Males weigh between 65-and-90 pounds, with females slightly smaller at 50-to-70 pounds. While breed popularity rankings change annually, the German shepherd is generally the second or third most popular dog in the country.
Kennel Club German shepherd standard
It's in Britain that such a dog is still colloquially referred to as the Alsatian, but the Kennel Club registers such animals as German shepherds. The standard is similar to that of the AKC, with an ideal height of 25 inches listed for males and 23 inches for females. The Kennel Club describes the German shepherd temperament as "Steady of nerve, loyal, self-assured, courageous, and tractable. Never nervous, over-aggressive, or shy." Those are the qualities breed founder Max von Stephanitz sought in the late 19th-and-early-20th centuries.
European German shepherd
Pedigree points out that the standards for the American and European German shepherd are somewhat different. The American type is larger than its European cousin, with a more refined head, more bend in the rear legs, and a more angled torso. The European German shepherd's head is larger, with a wider and shorter backline, and straighter hind legs. The European standard focuses on the working dog, which is one reason many law enforcement agencies prefer the European dog for police work.

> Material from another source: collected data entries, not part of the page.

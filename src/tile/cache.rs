//! Tile cache for generated tiles.
//!
//! Generating a tile reads a source region and subsamples it, which is
//! expensive for coarse levels. This LRU cache keeps finished tiles so repeat
//! requests skip both steps.
//!
//! # Cache Key
//!
//! Tiles are cached by source identifier plus [`TileLocator`], so two sources
//! sharing a cache never collide on the same coordinates.
//!
//! # Size-Based Eviction
//!
//! The cache tracks the total pixel bytes of cached tiles and evicts
//! least-recently-used entries when the capacity is exceeded.

use std::num::NonZeroUsize;
use std::sync::Arc;

use lru::LruCache;
use tokio::sync::RwLock;

use super::{TileLocator, TileResource};

/// Default cache capacity: 64MB
pub const DEFAULT_TILE_CACHE_CAPACITY: usize = 64 * 1024 * 1024;

/// Default maximum number of entries (to bound LRU overhead)
const DEFAULT_MAX_ENTRIES: usize = 10_000;

// =============================================================================
// Cache Key
// =============================================================================

/// Cache key for generated tiles.
#[derive(Debug, Clone, PartialEq, Eq, Hash)]
pub struct TileCacheKey {
    /// Source identifier (typically the file path)
    pub source: Arc<str>,

    /// Tile coordinates and level
    pub locator: TileLocator,
}

impl TileCacheKey {
    pub fn new(source: impl Into<Arc<str>>, locator: TileLocator) -> Self {
        Self {
            source: source.into(),
            locator,
        }
    }
}

// =============================================================================
// Tile Cache
// =============================================================================

/// LRU cache for generated tiles with size-based capacity.
///
/// # Thread Safety
///
/// The cache is thread-safe and can be shared across async tasks via `Arc`.
///
/// # Example
///
/// ```
/// use raster_tiler::tile::{TileCache, TileCacheKey, TileLocator, TileResource};
///
/// #[tokio::main]
/// async fn main() {
///     let cache = TileCache::new();
///
///     let key = TileCacheKey::new("scan.tif", TileLocator::new(1, 2, 0));
///     let tile = TileResource::blank(256, 256);
///
///     cache.put(key.clone(), tile.clone()).await;
///     assert_eq!(cache.get(&key).await, Some(tile));
/// }
/// ```
pub struct TileCache {
    cache: RwLock<LruCache<TileCacheKey, TileResource>>,

    /// Maximum total size in bytes
    max_size: usize,

    /// Current total size in bytes
    current_size: RwLock<usize>,
}

impl TileCache {
    /// Create a new tile cache with default capacity (64MB).
    pub fn new() -> Self {
        Self::with_capacity(DEFAULT_TILE_CACHE_CAPACITY)
    }

    /// Create a new tile cache with the specified capacity in bytes.
    pub fn with_capacity(max_size: usize) -> Self {
        Self::with_capacity_and_entries(max_size, DEFAULT_MAX_ENTRIES)
    }

    /// Create a new tile cache with specified capacity and maximum entries.
    ///
    /// A `max_entries` of zero is treated as one.
    pub fn with_capacity_and_entries(max_size: usize, max_entries: usize) -> Self {
        let entries = NonZeroUsize::new(max_entries).unwrap_or(NonZeroUsize::MIN);
        Self {
            cache: RwLock::new(LruCache::new(entries)),
            max_size,
            current_size: RwLock::new(0),
        }
    }

    /// Get a tile from the cache, marking it as recently used.
    pub async fn get(&self, key: &TileCacheKey) -> Option<TileResource> {
        let mut cache = self.cache.write().await;
        cache.get(key).cloned()
    }

    /// Check if a tile is in the cache without updating LRU order.
    pub async fn contains(&self, key: &TileCacheKey) -> bool {
        let cache = self.cache.read().await;
        cache.contains(key)
    }

    /// Store a tile in the cache.
    ///
    /// Least-recently-used entries are evicted until the cache is within
    /// capacity. A tile larger than the whole capacity is not kept.
    pub async fn put(&self, key: TileCacheKey, tile: TileResource) {
        let tile_size = tile.byte_len();
        let mut cache = self.cache.write().await;
        let mut current_size = self.current_size.write().await;

        // `push` hands back either the replaced value for `key` or an entry
        // evicted by the entry limit; both leave the cache
        if let Some((_, displaced)) = cache.push(key, tile) {
            *current_size = current_size.saturating_sub(displaced.byte_len());
        }
        *current_size += tile_size;

        while *current_size > self.max_size {
            match cache.pop_lru() {
                Some((_, evicted)) => {
                    *current_size = current_size.saturating_sub(evicted.byte_len());
                }
                None => break,
            }
        }
    }

    /// Remove a tile from the cache, returning it if present.
    pub async fn remove(&self, key: &TileCacheKey) -> Option<TileResource> {
        let mut cache = self.cache.write().await;
        let mut current_size = self.current_size.write().await;

        let tile = cache.pop(key)?;
        *current_size = current_size.saturating_sub(tile.byte_len());
        Some(tile)
    }

    /// Clear all entries from the cache.
    pub async fn clear(&self) {
        let mut cache = self.cache.write().await;
        let mut current_size = self.current_size.write().await;
        cache.clear();
        *current_size = 0;
    }

    /// Get the current number of cached tiles.
    pub async fn len(&self) -> usize {
        let cache = self.cache.read().await;
        cache.len()
    }

    pub async fn is_empty(&self) -> bool {
        let cache = self.cache.read().await;
        cache.is_empty()
    }

    /// Get the current total size of cached tiles in bytes.
    pub async fn size(&self) -> usize {
        *self.current_size.read().await
    }

    /// Get the maximum capacity in bytes.
    pub fn capacity(&self) -> usize {
        self.max_size
    }
}

impl Default for TileCache {
    fn default() -> Self {
        Self::new()
    }
}

// =============================================================================
// Tests
// =============================================================================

There is a breed known as the American Alsatian. However, this relatively recent breed — it was developed in California in the 1980s — was meant to resemble an extinct type of wolf known as the Dire. This rare breed is also known as the North American Shepalute and the Alsatian Shepalute. That's because its foundation lines are German shepherds and Alaskan malamutes, so they are not purebred German shepherds.